Microwave Dielectric Relaxation of Alcohols in non polar solutions
IOSR Journal of Applied Physics, 2014
The properties of the binary mixtures of 1-propanol and phenol have been studied at constant temperature 303K in dilute solutions of benzene using standard standing wave microwave X-band (9.4 GHz) Jband (7.4 GHz) technique. The values of different dielectric parameters ε 0 , ε', ε'', ε ∞ have been determined for five different mole fractions of 1-propanol and phenol.
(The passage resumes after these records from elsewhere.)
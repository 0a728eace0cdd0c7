use crate::Collector;
use anyhow::Result;
use sysinfo::System;
use trackmon_common::{Metric, MetricKind};

/// Gauge tracking the total amount of RAM on the host.
pub struct TotalMemory {
    system: System,
    value: f64,
}

impl TotalMemory {
    pub fn new() -> Self {
        Self {
            system: System::new(),
            value: 0.0,
        }
    }
}

impl Collector for TotalMemory {
    fn name(&self) -> &'static str {
        "TotalMemory"
    }

    fn desc(&self) -> &'static str {
        "total amount of RAM on this system"
    }

    fn kind(&self) -> MetricKind {
        MetricKind::Gauge
    }

    fn value_string(&self) -> String {
        format!("{:.6}", self.value)
    }

    fn scrape(&mut self) -> Result<()> {
        self.system.refresh_memory();
        self.value = self.system.total_memory() as f64;
        Ok(())
    }

    fn metric(&self) -> Metric {
        Metric::gauge(self.name(), self.value)
    }
}

/// Gauge tracking the amount of free RAM on the host.
pub struct FreeMemory {
    system: System,
    value: f64,
}

impl FreeMemory {
    pub fn new() -> Self {
        Self {
            system: System::new(),
            value: 0.0,
        }
    }
}

impl Collector for FreeMemory {
    fn name(&self) -> &'static str {
        "FreeMemory"
    }

    fn desc(&self) -> &'static str {
        "amount of free RAM on this system"
    }

    fn kind(&self) -> MetricKind {
        MetricKind::Gauge
    }

    fn value_string(&self) -> String {
        format!("{:.6}", self.value)
    }

    fn scrape(&mut self) -> Result<()> {
        self.system.refresh_memory();
        self.value = self.system.free_memory() as f64;
        Ok(())
    }

    fn metric(&self) -> Metric {
        Metric::gauge(self.name(), self.value)
    }
}

#[cfg(test)]
mod tests {
    use super::*;

    #[test]
    fn total_memory_scrapes_nonzero() {
        let mut c = TotalMemory::new();
        c.scrape().unwrap();
        assert!(c.metric().value.unwrap() > 0.0);
    }
}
The values of permittivity and dielectric loss are used to evaluate relaxation time for overall molecular rotation (τ 1), relaxation time for intermolecular rotations (τ 2), most probable relaxation time (τ 0) and dipole moment (µ) at constant temperature 303K. The values of relaxation times and dipole moment are found to increases with the mole fraction of 1-propanol, phenol in all binary mixtures. The energy parameter (ΔFτ) for dielectric relaxation process of the mixtures is also calculated. It is found that the dielectric relaxation process can be treated as a rate process. The present investigation suggest that existence of both the intermolecular and intramolecular orientation takes place in both binary mixtures.